Snooze Button Dreams
Snooze Button Dreams
Snooze Button Dreams
December 14, 2006
(Un)Recommended Reading. Seriously.
(Category: It's All Lies!! )

I grew up loving the outdoors, and when I decided to go to college, a large part of my campus selection was the abundance of outdoor activities local to the university. As soon as I arrived, I fell right in with a group of friends who all had the same interests.

The crew was about 20 or 30 people, with maybe six or so of them being close personal friends. I still stay in contact with those boys on occassion. There were a couple guys who were hardcore whitewater paddlers, some climbers, and a decent number of mountain bikers. All of us were avid campers, hikers, and backpackers. It was kind of nice, because nobody was involved with all of the activities, but everyone did at least two of them. There was always something to do and somebody to bring along.

Anyways, I got up one Sunday morning and decided I'd hike the profile trail up to Carraway or maybe all the way to Grandfather. I'd had a good deal to drink the night before, and I figured the fresh air would do me good. You know, cleanse the mind as well as the body. So I throw together enough stuff to spend the night, if need be, and head off.

About a mile or two in, I begin to get that familiar and decidedly urgent gastrointestinal rumble that usually follows any decent binge. There's only one thing that strikes fear into the heart of any outdoorsman, and it goes by a name that is whispered by even the roughest of the rough: The Beer Shit. It was at this initial junture that I figured if I held it long enough, my intestine would absorb the excess moisture and there would be no great disaster. I mean, I was too far in to make it back to the car, then survive the drive in time to get it into a toilet, so I'd end up shitting in the woods even if I turned around. I figured ceteris paribus, I'd rather shit further up the trail than suffer the ego trauma of shitting in retreat, like some scared puppy.

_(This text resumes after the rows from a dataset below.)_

//! Response generators for endpoints that do not run a job:
//! - `/health` - liveness probe
//! - `/metrics` - Prometheus metrics export
//! - routing and decoding errors
//!
//! # Design
//!
//! Functions return `EndpointResponse` instead of writing directly to the
//! session, which keeps them testable without a live connection.

use crate::metrics::Metrics;

/// Response from a special endpoint handler.
#[derive(Debug, Clone)]
pub struct EndpointResponse {
    pub status: u16,
    pub content_type: &'static str,
    pub body: String,
}

impl EndpointResponse {
    /// Create a JSON response with the given status and body.
    pub fn json(status: u16, body: String) -> Self {
        Self {
            status,
            content_type: "application/json",
            body,
        }
    }

    /// Create a plain text response (for Prometheus metrics).
    pub fn prometheus(body: String) -> Self {
        Self {
            status: 200,
            content_type: "text/plain; version=0.0.4",
            body,
        }
    }

    pub fn text(status: u16, body: impl Into<String>) -> Self {
        Self {
            status,
            content_type: "text/plain; charset=utf-8",
            body: body.into(),
        }
    }

    /// `{"status": <status>, "message": "..."}`
    pub fn error(status: u16, message: impl Into<String>) -> Self {
        let body = serde_json::json!({
            "status": status,
            "message": message.into(),
        })
        .to_string();
        Self::json(status, body)
    }
}

pub fn handle_health() -> EndpointResponse {
    EndpointResponse::text(200, "OK")
}

pub fn handle_metrics(metrics: &Metrics) -> EndpointResponse {
    EndpointResponse::prometheus(metrics.export_prometheus())
}

pub fn handle_unknown_blob(name: &str) -> EndpointResponse {
    EndpointResponse::error(404, format!("Blob storage '{}' not found.", name))
}

pub fn handle_invalid_format() -> EndpointResponse {
    EndpointResponse::error(400, "Invalid request format")
}

pub fn handle_not_found() -> EndpointResponse {
    EndpointResponse::error(404, "Not found")
}
// Logging module for structured logging using the tracing crate

use std::error::Error;

use tracing_subscriber::EnvFilter;

use crate::config::LoggingConfig;

/// Build the event filter: `RUST_LOG` wins, then the configured level
pub fn build_filter(config: &LoggingConfig) -> Result<EnvFilter, Box<dyn Error + Send + Sync>> {
    match EnvFilter::try_from_default_env() {
        Ok(filter) => Ok(filter),
        Err(_) => Ok(EnvFilter::try_new(&config.level)?),
    }
}

/// Initialize the tracing subscriber
///
/// Output goes to stdout, either as human-readable lines or, with
/// `logging.json`, as one JSON object per event.
///
/// # Errors
///
/// Returns an error if the level directive is invalid or a global
/// subscriber is already installed.
///
/// # Examples
///
/// ```
/// use resize_server::config::LoggingConfig;
/// use resize_server::logging::init_subscriber;
///
/// init_subscriber(&LoggingConfig::default()).expect("Failed to initialize logging");
/// tracing::info!("Application started");
/// ```
pub fn init_subscriber(config: &LoggingConfig) -> Result<(), Box<dyn Error + Send + Sync>> {
    let filter = build_filter(config)?;
    let builder = tracing_subscriber::fmt()
        .with_env_filter(filter)
        .with_target(true);

    if config.json {
        builder.json().try_init()
    } else {
        builder.try_init()
    }
}
// Router module
//
// Maps method + path to one of the server's routes. First match wins:
// health, metrics, blob-storage media, then the legacy compact encoding.

use std::collections::BTreeMap;

const MEDIA_PREFIX: &str = "/media/";

#[derive(Debug, Clone, PartialEq, Eq)]
pub enum Route {
    Health,
    Metrics,
    /// `/media/{blob}/{image_path...}`
    Media { blob: String, image_path: String },
    /// Anything else under GET; decoded with the legacy grammar
    Legacy,
    NotFound,
}

impl Route {
    /// Label used for per-route metrics
    pub fn label(&self) -> &'static str {
        match self {
            Route::Health => "health",
            Route::Metrics => "metrics",
            Route::Media { .. } => "media",
            Route::Legacy => "legacy",
            Route::NotFound => "not_found",
        }
    }
}

pub fn route(method: &str, path: &str) -> Route {
    if method != "GET" {
        return Route::NotFound;
    }

    match path {
        "/health" => return Route::Health,
        "/metrics" => return Route::Metrics,
        _ => {}
    }

    if let Some(rest) = path.strip_prefix(MEDIA_PREFIX) {
        return match rest.split_once('/') {
            Some((blob, image_path)) if !blob.is_empty() && !image_path.is_empty() => {
                Route::Media {
                    blob: blob.to_string(),
                    image_path: image_path.to_string(),
                }
            }
            _ => Route::NotFound,
        };
    }

    Route::Legacy
}

/// Parse a raw query string into an ordered mapping.
///
/// Keys and values are percent-decoded (`+` is a space). A key without `=`
/// maps to an empty value; on duplicate keys the last one wins.
pub fn parse_query(query: Option<&str>) -> BTreeMap<String, String> {
    let mut params = BTreeMap::new();
    let Some(query) = query else {
        return params;
    };

    for pair in query.split('&').filter(|p| !p.is_empty()) {
        let (key, value) = pair.split_once('=').unwrap_or((pair, ""));
        let key = decode_component(key);
        if key.is_empty() {
            continue;
        }
        params.insert(key, decode_component(value));
    }
    params
}

fn decode_component(raw: &str) -> String {
    let spaced = raw.replace('+', " ");
    urlencoding::decode(&spaced)
        .map(|decoded| decoded.into_owned())
        .unwrap_or(spaced)
}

I imagine it was probably my fourth mile in when I knew two things: 1)I was right to assume that I never would have made it back without having to shit in the woods, and 2)I really needed to shit. I scampered up the scrub-covered slope about 20 yards, sweating like a whore in church and pinching the god-blessed quarter like a trained champion. You ever notice that the closer you get to the actual place you're going to shit (whether that be a toilet or a designated tree), the worse the urge becomes? Mid sprint, in one graceful (yet obscene) fluid motion, I unclipped the hip belt on my pack, shimmied down my pants, and put my back against the uphill side of a large pine tree.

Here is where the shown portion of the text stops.